• **Exercise instructions**: Present each line of the entries below that holds the word "concurrency".

• **Items from a dataset**:
···
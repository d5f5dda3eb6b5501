/// 日志工具模块
///
/// 提供日志初始化和格式化输出的辅助函数
use std::path::Path;
use std::time::Duration;

use tracing::info;
use tracing_subscriber::EnvFilter;

use crate::config::Config;
use crate::models::RunReport;

/// 初始化 tracing 日志
///
/// `RUST_LOG` 优先；否则 verbose 时为 debug，默认 info
pub fn init(verbose: bool) {
    let default_level = if verbose { "debug" } else { "info" };
    let filter = EnvFilter::try_from_default_env().unwrap_or_else(|_| EnvFilter::new(default_level));

    let _ = tracing_subscriber::fmt()
        .with_env_filter(filter)
        .with_target(false)
        .try_init();
}

/// 记录程序启动信息
pub fn log_startup(config: &Config) {
    info!("{}", "=".repeat(60));
    info!("🚀 程序启动 - 批量并发计算模式");
    info!("📂 输入目录: {}", config.input_dir.display());
    info!("📂 输出目录: {}", config.output_dir.display());
    info!("📊 最大并发数: {}", config.concurrency);
    info!("{}", "=".repeat(60));
}

/// 记录样本加载信息
pub fn log_items_loaded(total: usize, concurrency: usize, total_batches: usize) {
    info!("✓ 找到 {} 个待处理的样本", total);
    info!("📋 将以每批 {} 个的方式处理，共 {} 批", concurrency, total_batches);
    info!("💡 每批完成后再开始下一批\n");
}

/// 记录批次开始信息
///
/// # 参数
/// - `batch_num`: 批次编号
/// - `total_batches`: 批次总数
/// - `start`: 起始样本编号
/// - `end`: 结束样本编号
/// - `total`: 样本总数
pub fn log_batch_start(
    batch_num: usize,
    total_batches: usize,
    start: usize,
    end: usize,
    total: usize,
) {
    info!("\n{}", "=".repeat(60));
    info!("📦 开始处理第 {}/{} 批", batch_num, total_batches);
    info!("📄 本批样本: {}-{} / 共 {} 个", start, end, total);
    info!("{}", "=".repeat(60));
}

/// 记录阶段切换
pub fn log_phase(batch_num: usize, phase: &str) {
    info!("── 第 {} 批 · {} ──", batch_num, phase);
}

/// 记录计算等待
pub fn log_wait(batch_num: usize, wait: Duration) {
    info!("⏳ 第 {} 批等待计算完成 ({:?})", batch_num, wait);
}

/// 记录批次完成信息
pub fn log_batch_complete(batch_num: usize, success: usize, total: usize) {
    info!("\n{}", "─".repeat(60));
    info!("✓ 第 {} 批完成: 成功 {}/{}", batch_num, success, total);
    info!("{}", "─".repeat(60));
}

/// 打印最终统计信息
pub fn print_final_stats(report: &RunReport, elapsed: Duration, report_path: &Path) {
    info!("\n{}", "=".repeat(60));
    info!("📊 全部处理完成统计");
    info!(
        "完成时间: {}",
        chrono::Local::now().format("%Y-%m-%d %H:%M:%S")
    );
    info!("{}", "=".repeat(60));
    info!("✅ 成功: {}/{}", report.succeeded, report.total);
    info!("❌ 失败: {}", report.failed);
    for item in report.items.iter().filter(|i| !i.is_success()) {
        info!(
            "   - {}: {}",
            item.name,
            item.reason.as_deref().unwrap_or("未知原因")
        );
    }
    info!("⏱️ 总耗时: {:.2} 秒", elapsed.as_secs_f64());
    info!("{}", "=".repeat(60));
    info!("\n运行报告已保存至: {}", report_path.display());
}

/// 截断长文本用于日志显示
///
/// # 参数
/// - `text`: 原始文本
/// - `max_len`: 最大长度
///
/// # 返回
/// 返回截断后的文本
pub fn truncate_text(text: &str, max_len: usize) -> String {
    if text.chars().count() > max_len {
        text.chars().take(max_len).collect::<String>() + "..."
    } else {
        text.to_string()
    }
}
···
• **Task response**:
    info!("📊 最大并发数: {}", config.concurrency);
pub fn log_items_loaded(total: usize, concurrency: usize, total_batches: usize) {
    info!("📋 将以每批 {} 个的方式处理，共 {} 批", concurrency, total_batches);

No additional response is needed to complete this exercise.